Not if you need to make changes in the same tens of thousands of lines file.
But what has that got to do with the the syntax of the new code? The old code is what it is. I did think after I replied that `True` wasn't actually reserved until more recently, but the point still stands: You would be able to reference the name *as defined* in an external library, and yeah, it could refer to anything, but that's kinda the point. We have to assume the library does something sane with the name. We can't preempt an employee sabotaging `True`. As a more realistic example (if not for Python), say `until` became a keyword, then you could end up with lines like this: from oldlib import until as upto dance(until="am") event.until = time(9, 30)

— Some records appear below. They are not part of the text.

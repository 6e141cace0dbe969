//! Block Pool - O(1) fixed-size block allocator with a free-list.
//!
//! Pre-allocates `N` blocks of `B` bytes at startup (optionally bound to a
//! NUMA node and prefaulted) and never touches the system allocator again.
//! This module holds the single-threaded pool plus the pieces every pool
//! variant shares: [`ZeroPolicy`], [`PoolOptions`], [`PoolStats`] and the
//! [`BlockSource`] trait.

use std::cell::Cell;
use std::fmt;
use std::ptr::NonNull;

use arrayvec::ArrayVec;
use serde::{Deserialize, Serialize};

use crate::error::Result;
use crate::slab::{BlockIndex, Slab, NULL_INDEX};

/// When, if ever, a pool zero-fills block contents.
#[derive(Debug, Clone, Copy, PartialEq, Eq, Default, Serialize, Deserialize)]
pub enum ZeroPolicy {
    /// Contents are whatever the previous owner left.
    #[default]
    None,
    /// Zero-fill before a block is handed out.
    OnAcquire,
    /// Zero-fill before a block is linked back into the free-list.
    OnRelease,
}

/// Construction options shared by all pool variants.
#[derive(Debug, Clone, Copy, PartialEq, Eq)]
pub struct PoolOptions {
    /// NUMA node for the backing store; `None` means the caller's node.
    pub node: Option<usize>,
    /// Zeroing behavior on acquire/release.
    pub zero_policy: ZeroPolicy,
    /// Touch every backing page at construction.
    pub prefault: bool,
}

impl Default for PoolOptions {
    fn default() -> Self {
        Self {
            node: None,
            zero_policy: ZeroPolicy::None,
            prefault: true,
        }
    }
}

impl PoolOptions {
    /// Bind the backing store to `node`.
    pub fn on_node(mut self, node: usize) -> Self {
        self.node = Some(node);
        self
    }

    /// Select the zeroing policy.
    pub fn zero_policy(mut self, policy: ZeroPolicy) -> Self {
        self.zero_policy = policy;
        self
    }

    /// Enable or disable page prefaulting.
    pub fn prefault(mut self, prefault: bool) -> Self {
        self.prefault = prefault;
        self
    }
}

/// Snapshot of a pool's block accounting.
#[derive(Debug, Clone, Copy, PartialEq, Eq, Serialize, Deserialize)]
pub struct PoolStats {
    /// Blocks owned by the pool
    pub total: usize,
    /// Blocks currently loaned to callers
    pub in_use: usize,
    /// Blocks sitting in the free-list
    pub free: usize,
}

/// Common contract of every fixed-size block pool.
///
/// Blocks are loaned out as raw pointers to `BLOCK_SIZE` bytes, 64-byte
/// aligned. The caller is the exclusive owner until it calls `release`.
pub trait BlockSource: Sized {
    /// Requested block size in bytes.
    const BLOCK_SIZE: usize;
    /// Number of blocks.
    const CAPACITY: usize;

    /// Build a pool with the given options.
    fn with_options(options: PoolOptions) -> Result<Self>;

    /// Take a block from the free-list, or `None` if the pool is exhausted.
    fn acquire(&self) -> Option<NonNull<u8>>;

    /// Return a block. Returns false (and does nothing) if `block` was not
    /// handed out by this pool or is already free.
    fn release(&self, block: NonNull<u8>) -> bool;

    /// Block accounting snapshot.
    fn stats(&self) -> PoolStats;

    /// True if `block` belongs to this pool and is currently loaned out.
    fn is_allocated(&self, block: NonNull<u8>) -> bool;

    /// The configured zeroing policy.
    fn zero_policy(&self) -> ZeroPolicy;

    /// Zero-fill a block the caller owns.
    #[doc(hidden)]
    fn clear_block(&self, block: NonNull<u8>);

    /// Acquire a block whose contents are zero regardless of policy.
    fn acquire_zeroed(&self) -> Option<NonNull<u8>> {
        let block = self.acquire()?;
        if self.zero_policy() != ZeroPolicy::OnAcquire {
            self.clear_block(block);
        }
        Some(block)
    }

    /// Acquire up to `n` blocks (at most `K`). Same as `n` scalar acquires;
    /// stops early when the pool runs dry.
    fn acquire_bulk<const K: usize>(&self, n: usize) -> ArrayVec<NonNull<u8>, K> {
        let mut out = ArrayVec::new();
        for _ in 0..n.min(K) {
            match self.acquire() {
                Some(block) => out.push(block),
                None => break,
            }
        }
        out
    }

    /// Release every block in `blocks`. Returns how many were accepted.
    fn release_bulk<I>(&self, blocks: I) -> usize
    where
        I: IntoIterator<Item = NonNull<u8>>,
    {
        blocks.into_iter().filter(|&block| self.release(block)).count()
    }
}

/// Single-threaded block pool.
///
/// The free-list is a plain index chain threaded through a header array
/// (no atomics). The pool is `Send` but not `Sync`, so the compiler
/// enforces the "externally serialised" contract.
pub struct BlockPool<const B: usize, const N: usize> {
    slab: Slab,
    /// Next free block, per block
    next: Box<[Cell<BlockIndex>]>,
    /// Ownership flag, per block
    in_use: Box<[Cell<bool>]>,
    free_head: Cell<BlockIndex>,
    allocated: Cell<usize>,
    zero_policy: ZeroPolicy,
}

impl<const B: usize, const N: usize> BlockPool<B, N> {
    const VALID: () = {
        assert!(B >= std::mem::size_of::<usize>(), "block must hold a free-list link");
        assert!(N > 0, "pool needs at least one block");
        assert!(N < NULL_INDEX as usize, "capacity must be less than NULL_INDEX");
    };

    /// Create a pool with default options (caller's node, no zeroing,
    /// prefaulted).
    pub fn new() -> Result<Self> {
        Self::with_options(PoolOptions::default())
    }

    /// Create a pool with explicit options.
    pub fn with_options(options: PoolOptions) -> Result<Self> {
        let () = Self::VALID;
        let slab = Slab::new(B, N, &options)?;

        // Thread the free list: block i points at block i + 1.
        let next: Box<[Cell<BlockIndex>]> = (0..N)
            .map(|i| Cell::new(if i + 1 < N { (i + 1) as BlockIndex } else { NULL_INDEX }))
            .collect();
        let in_use = (0..N).map(|_| Cell::new(false)).collect();

        Ok(Self {
            slab,
            next,
            in_use,
            free_head: Cell::new(0),
            allocated: Cell::new(0),
            zero_policy: options.zero_policy,
        })
    }

    /// Allocate a block.
    ///
    /// # Complexity
    /// O(1) - pops from head of free list
    #[inline]
    pub fn acquire(&self) -> Option<NonNull<u8>> {
        let index = self.free_head.get();
        if index == NULL_INDEX {
            return None;
        }
        self.free_head.set(self.next[index as usize].get());
        self.next[index as usize].set(NULL_INDEX);
        self.in_use[index as usize].set(true);
        self.allocated.set(self.allocated.get() + 1);

        if self.zero_policy == ZeroPolicy::OnAcquire {
            self.slab.clear(index);
        }
        Some(self.slab.block_ptr(index))
    }

    /// Free a block back to the pool.
    ///
    /// Pointers outside the slab, off a block boundary, or already free are
    /// refused (returns false).
    ///
    /// # Complexity
    /// O(1) - pushes to head of free list
    #[inline]
    pub fn release(&self, block: NonNull<u8>) -> bool {
        let Some(index) = self.slab.index_of(block) else {
            return false;
        };
        if !self.in_use[index as usize].replace(false) {
            return false;
        }
        if self.zero_policy == ZeroPolicy::OnRelease {
            self.slab.clear(index);
        }
        self.next[index as usize].set(self.free_head.get());
        self.free_head.set(index);
        self.allocated.set(self.allocated.get() - 1);
        true
    }

    /// Number of blocks currently loaned out.
    #[inline]
    pub fn allocated(&self) -> usize {
        self.allocated.get()
    }

    /// Total number of blocks.
    #[inline]
    pub fn capacity(&self) -> usize {
        self.slab.capacity()
    }

    /// Size of each block after cache-line rounding.
    #[inline]
    pub fn block_size(&self) -> usize {
        self.slab.block_size()
    }

    /// Bytes of backing store.
    pub fn total_memory(&self) -> usize {
        self.slab.block_size() * N
    }

    /// NUMA node the backing store is bound to.
    pub fn node(&self) -> Option<usize> {
        self.slab.node()
    }

    /// Returns true if no blocks are loaned out.
    #[inline]
    pub fn is_empty(&self) -> bool {
        self.allocated.get() == 0
    }

    /// Returns true if every block is loaned out.
    #[inline]
    pub fn is_full(&self) -> bool {
        self.free_head.get() == NULL_INDEX
    }
}

impl<const B: usize, const N: usize> BlockSource for BlockPool<B, N> {
    const BLOCK_SIZE: usize = B;
    const CAPACITY: usize = N;

    fn with_options(options: PoolOptions) -> Result<Self> {
        BlockPool::with_options(options)
    }

    #[inline]
    fn acquire(&self) -> Option<NonNull<u8>> {
        BlockPool::acquire(self)
    }

    #[inline]
    fn release(&self, block: NonNull<u8>) -> bool {
        BlockPool::release(self, block)
    }

    fn stats(&self) -> PoolStats {
        let in_use = self.allocated.get();
        PoolStats { total: N, in_use, free: N - in_use }
    }

    fn is_allocated(&self, block: NonNull<u8>) -> bool {
        self.slab
            .index_of(block)
            .is_some_and(|i| self.in_use[i as usize].get())
    }

    fn zero_policy(&self) -> ZeroPolicy {
        self.zero_policy
    }

    fn clear_block(&self, block: NonNull<u8>) {
        if let Some(index) = self.slab.index_of(block) {
            self.slab.clear(index);
        }
    }
}

impl<const B: usize, const N: usize> fmt::Debug for BlockPool<B, N> {
    fn fmt(&self, f: &mut fmt::Formatter<'_>) -> fmt::Result {
        f.debug_struct("BlockPool")
            .field("block_size", &B)
            .field("capacity", &N)
            .field("allocated", &self.allocated.get())
            .field("free_head", &self.free_head.get())
            .field("zero_policy", &self.zero_policy)
            .finish()
    }
}

#[cfg(test)]
mod tests {
    use super::*;

    fn bytes(block: NonNull<u8>, len: usize) -> &'static [u8] {
        unsafe { std::slice::from_raw_parts(block.as_ptr(), len) }
    }

    #[test]
    fn test_pool_creation() {
        let pool = BlockPool::<64, 100>::new().unwrap();
        assert_eq!(pool.capacity(), 100);
        assert_eq!(pool.allocated(), 0);
        assert!(!pool.is_full());
        assert!(pool.is_empty());
        assert_eq!(pool.total_memory(), 6400);
    }

    #[test]
    fn test_pool_acquire_release() {
        let pool = BlockPool::<64, 3>::new().unwrap();

        let b0 = pool.acquire().expect("Should allocate");
        let b1 = pool.acquire().expect("Should allocate");
        let b2 = pool.acquire().expect("Should allocate");

        assert_eq!(pool.allocated(), 3);
        assert!(pool.is_full());
        assert!(pool.acquire().is_none(), "Should be full");

        assert!(pool.release(b1));
        assert_eq!(pool.allocated(), 2);
        assert!(!pool.is_full());

        // LIFO free-list hands the same block straight back
        let b3 = pool.acquire().expect("Should allocate");
        assert_eq!(b3, b1, "Should reuse freed slot");

        assert!(pool.release(b0));
        assert!(pool.release(b2));
        assert!(pool.release(b3));
        assert!(pool.is_empty());
    }

    #[test]
    fn test_blocks_are_cache_aligned_and_distinct() {
        let pool = BlockPool::<100, 8>::new().unwrap();
        assert_eq!(pool.block_size(), 128);
        let blocks: Vec<_> = std::iter::from_fn(|| pool.acquire()).collect();
        assert_eq!(blocks.len(), 8);
        for pair in blocks.windows(2) {
            assert_eq!(pair[1].as_ptr() as usize - pair[0].as_ptr() as usize, 128);
        }
        assert!(blocks.iter().all(|b| b.as_ptr() as usize % 64 == 0));
    }

    #[test]
    fn test_double_release_refused() {
        let pool = BlockPool::<64, 2>::new().unwrap();
        let b = pool.acquire().unwrap();
        assert!(pool.release(b));
        assert!(!pool.release(b), "second release must be a no-op");
        assert_eq!(pool.stats(), PoolStats { total: 2, in_use: 0, free: 2 });
    }

    #[test]
    fn test_foreign_pointer_refused() {
        let pool = BlockPool::<64, 2>::new().unwrap();
        let b = pool.acquire().unwrap();
        let inner = NonNull::new(unsafe { b.as_ptr().add(1) }).unwrap();
        assert!(!pool.release(inner));
        let mut other = [0u8; 64];
        assert!(!pool.release(NonNull::from(&mut other[0])));
        assert!(pool.is_allocated(b));
        assert_eq!(pool.allocated(), 1);
    }

    #[test]
    fn test_zero_on_acquire() {
        let pool = BlockPool::<128, 4>::with_options(
            PoolOptions::default().zero_policy(ZeroPolicy::OnAcquire),
        )
        .unwrap();
        let b = pool.acquire().unwrap();
        assert!(bytes(b, 128).iter().all(|&x| x == 0));
        unsafe { std::ptr::write_bytes(b.as_ptr(), 0xCD, 128) };
        pool.release(b);
        let again = pool.acquire().unwrap();
        assert_eq!(again, b);
        assert!(bytes(again, 128).iter().all(|&x| x == 0));
    }

    #[test]
    fn test_zero_on_release() {
        let pool = BlockPool::<128, 4>::with_options(
            PoolOptions::default().zero_policy(ZeroPolicy::OnRelease),
        )
        .unwrap();
        let b = pool.acquire().unwrap();
        unsafe { std::ptr::write_bytes(b.as_ptr(), 0xEF, 128) };
        pool.release(b);
        let again = pool.acquire().unwrap();
        assert_eq!(again, b);
        assert!(bytes(again, 128).iter().all(|&x| x == 0));
    }

    #[test]
    fn test_no_zeroing_keeps_contents() {
        let pool = BlockPool::<128, 4>::new().unwrap();
        let b = pool.acquire().unwrap();
        unsafe { std::ptr::write_bytes(b.as_ptr(), 0x55, 128) };
        pool.release(b);
        let again = pool.acquire().unwrap();
        assert!(bytes(again, 128).iter().all(|&x| x == 0x55));

        // acquire_zeroed ignores the policy
        pool.release(again);
        let zeroed = pool.acquire_zeroed().unwrap();
        assert!(bytes(zeroed, 128).iter().all(|&x| x == 0));
    }

    #[test]
    fn test_bulk_operations() {
        let pool = BlockPool::<64, 6>::new().unwrap();
        let first: ArrayVec<_, 8> = pool.acquire_bulk(4);
        assert_eq!(first.len(), 4);
        let rest: ArrayVec<_, 8> = pool.acquire_bulk(8);
        assert_eq!(rest.len(), 2, "stops when the pool runs dry");
        assert!(pool.is_full());

        assert_eq!(pool.release_bulk(first.iter().copied()), 4);
        assert_eq!(pool.release_bulk(rest), 2);
        assert_eq!(pool.release_bulk(first), 0, "already released");
        assert!(pool.is_empty());
    }

    #[test]
    fn test_prefault_disabled() {
        let pool = BlockPool::<64, 16>::with_options(PoolOptions::default().prefault(false)).unwrap();
        assert!(pool.acquire().is_some());
    }
}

The overall issue is that python has no way of knowing if the keyword is being used for legitimate backwards-compatibility purposes or someone intentionally overrode after it was made a keyword because they somehow thought it was a good idea.
I only said that Python does not know *until runtime*, and I was wrong when
I described that as a
problem. A runtime NameError actually makes perfect sense. Assigning
to `self.until`
or assigning
to `until` inside a subclass should not be a syntax error. A NameError
would be correct.
It worth mentioning that the cost of checking only applies to cases where
the name in question is also
keyword, so almost never.
-- Carl Smith
carl.input@gmail.com
On 16 May 2018 at 16:40, Niki Spahiev
On 16.05.2018 16:05, Andrés Delfino wrote:
IMHO, it would be much easier to learn and understand if keywords can only be used by escaping them, instead of depending where they occur.